For the present analysis, DNA hybridization was followed by several quality control steps, which were carried out in PLINK (http://pngu.mgh.harvard.edu/purcell/plink/) [17]. First, samples were evaluated for genetic versus reported/recorded sex, leading to removal of 5 samples due to discrepancy. Second, duplicated and/or related individuals were identified (7 pairs of related individuals were discovered with PI_HAT values > 0.1949). For these related individuals, the sample from the pair with the higher missing rate of genotype data was removed. After these clean up steps, principal component analysis (PCA) was conducted using common SNPs (N = 108,318) to identify individuals of divergent ancestry. HapMap3 populations (CEU—Utah residents with Northern and Western European ancestry from the CEPH collection; CHB—Han Chinese in Beijing, China; JPT—Japanese in Tokyo, YRI—Yoruba in Ibadan, Nigeria) were utilized in the ancestry analysis. For the cohort in the current analysis, we confirmed subject self-report as NHW by PCA. Of the genotyped samples, 856 were identified as NHW. From this subset, 761 were also evaluated in the biomarker dataset, and 11 of these subjects were dropped from the final dataset due to missing covariate values for these subjects. The final number utilized in these analyses was 750 NHW SPIROMICS subjects.

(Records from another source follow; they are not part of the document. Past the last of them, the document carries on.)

//! Integration tests for the dryplan binary.
//!
//! These tests verify end-to-end behavior:
//! - One-shot plan generation from flags
//! - Input validation
//! - The chat REPL over piped stdin

use assert_cmd::Command;
use predicates::prelude::*;

fn cli() -> Command {
    Command::new(assert_cmd::cargo::cargo_bin!("dryplan"))
}

#[test]
fn test_cli_help() {
    cli()
        .arg("--help")
        .assert()
        .success()
        .stdout(predicate::str::contains("Conversational nutrition planner"));
}

#[test]
fn test_plan_prints_targets_and_seven_days() {
    let assert = cli()
        .args([
            "plan", "--gender", "male", "--age", "30", "--height", "175", "--weight", "70",
            "--activity", "4", "--goal", "loss",
        ])
        .assert()
        .success()
        .stdout(predicate::str::contains("Daily target:"))
        .stdout(predicate::str::contains("BMI:"));

    let stdout = String::from_utf8(assert.get_output().stdout.clone()).unwrap();
    assert_eq!(stdout.matches("== ").count(), 7, "one header per weekday");
}

#[test]
fn test_plan_dry_week_five_is_tighter_than_week_one() {
    let target_kcal = |week: &str| -> i32 {
        let assert = cli()
            .args([
                "plan", "--gender", "male", "--age", "30", "--height", "175", "--weight", "70",
                "--activity", "4", "--goal", "dry", "--week", week,
            ])
            .assert()
            .success();
        let stdout = String::from_utf8(assert.get_output().stdout.clone()).unwrap();
        let line = stdout
            .lines()
            .find(|l| l.starts_with("Daily target:"))
            .expect("target line present");
        line.split_whitespace()
            .nth(2)
            .unwrap()
            .parse()
            .expect("kcal value")
    };

    assert!(target_kcal("5") < target_kcal("1"));
}

#[test]
fn test_plan_low_budget_hits_calorie_floor() {
    cli()
        .args([
            "plan", "--gender", "female", "--age", "60", "--height", "150", "--weight", "45",
            "--activity", "1", "--goal", "loss",
        ])
        .assert()
        .success()
        .stdout(predicate::str::contains("safety floor"));
}

#[test]
fn test_plan_rejects_unknown_goal() {
    cli()
        .args([
            "plan", "--gender", "male", "--age", "30", "--height", "175", "--weight", "70",
            "--goal", "bulk",
        ])
        .assert()
        .failure();
}

#[test]
fn test_plan_rejects_bad_activity() {
    cli()
        .args([
            "plan", "--gender", "male", "--age", "30", "--height", "175", "--weight", "70",
            "--activity", "9", "--goal", "loss",
        ])
        .assert()
        .failure();
}

#[test]
fn test_chat_repl_walks_the_questionnaire() {
    // Answer every question, skip target and save, then leave.
    // Numbers pick quick-reply options where options are shown.
    let input = "1\n30\n175\n70\n4\n1\n1\n2\nexit\n";

    cli()
        .arg("chat")
        .write_stdin(input)
        .timeout(std::time::Duration::from_secs(120))
        .assert()
        .success()
        .stdout(predicate::str::contains("How old are you?"))
        .stdout(predicate::str::contains("Your status"))
        .stdout(predicate::str::contains("== monday =="));
}

#[test]
fn test_chat_transcript_written_on_exit() {
    let dir = tempfile::tempdir().unwrap();
    let path = dir.path().join("transcript.json");

    cli()
        .arg("chat")
        .arg("--transcript")
        .arg(&path)
        .write_stdin("exit\n")
        .timeout(std::time::Duration::from_secs(60))
        .assert()
        .success();

    let saved = std::fs::read_to_string(&path).expect("transcript file written");
    assert!(saved.contains("put together your nutrition plan"));
}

For SPIROMICS, missing genotype data rates were calculated, and SNPs with missing rate greater than 0.05 or minor allele frequency (MAF) < 0.01 were removed (2724 SNPs removed due to missing rate >0.05 and 225917 SNPs with MAF < 0.01 were removed). A Hardy Weinberg test statistic was calculated for each SNP and a test significance threshold of 0.001 was used to filter SNPs. Genotype principal components (PC’s) were then calculated after regressing out covariates site, age, gender, body mass index, smoking pack years, and current smoking status. Eigenvalues were calculated on the PCs to provide guidance for determining the number of genotype PCs to include in the final model (S2 Fig).
COPDGene
COPDGene subjects were of self-reported NHW or African-American ancestry, and genotyped using the HumanOmniExpress array (Illumina) [18]. Details on the processing of the COPDGene genotype data have been reported [18]. Briefly, genotyping was performed using the HumanOmniExpress array, and BeadStudio quality control, including reclustering on project samples was performed following Illumina guidelines. Subjects and markers with a call rate of < 95% were excluded. Population stratification exclusion and adjustment on self-reported white subjects was performed using EIGENSTRAT (EIGENSOFT Version 2.0).
Statistical analysis
General features/overview
To accommodate the meta-analysis structure, statistical analysis was conducted separately within each study cohort followed by combined p-values meta-analysis. Regression analyses with covariates and genotype principal components were used to determine association of SNPs with analyte levels (pQTLs) [17]. Linear regression was used to identify pQTLs when percent of measurable values for the analyte was above 90%; otherwise the tobit model (also called the censored regression model) [19] was used. The set of independent pQTLs per analyte were identified using forward regression. Causal relations of SNP genotype, analyte levels, and disease phenotypes (e.g., chronic bronchitis, emphysema, exacerbation history, or airflow obstruction) were inferred by a conditional dependence testing approach that has been used in previous eQTL studies. Specific details of these analyses are provided below.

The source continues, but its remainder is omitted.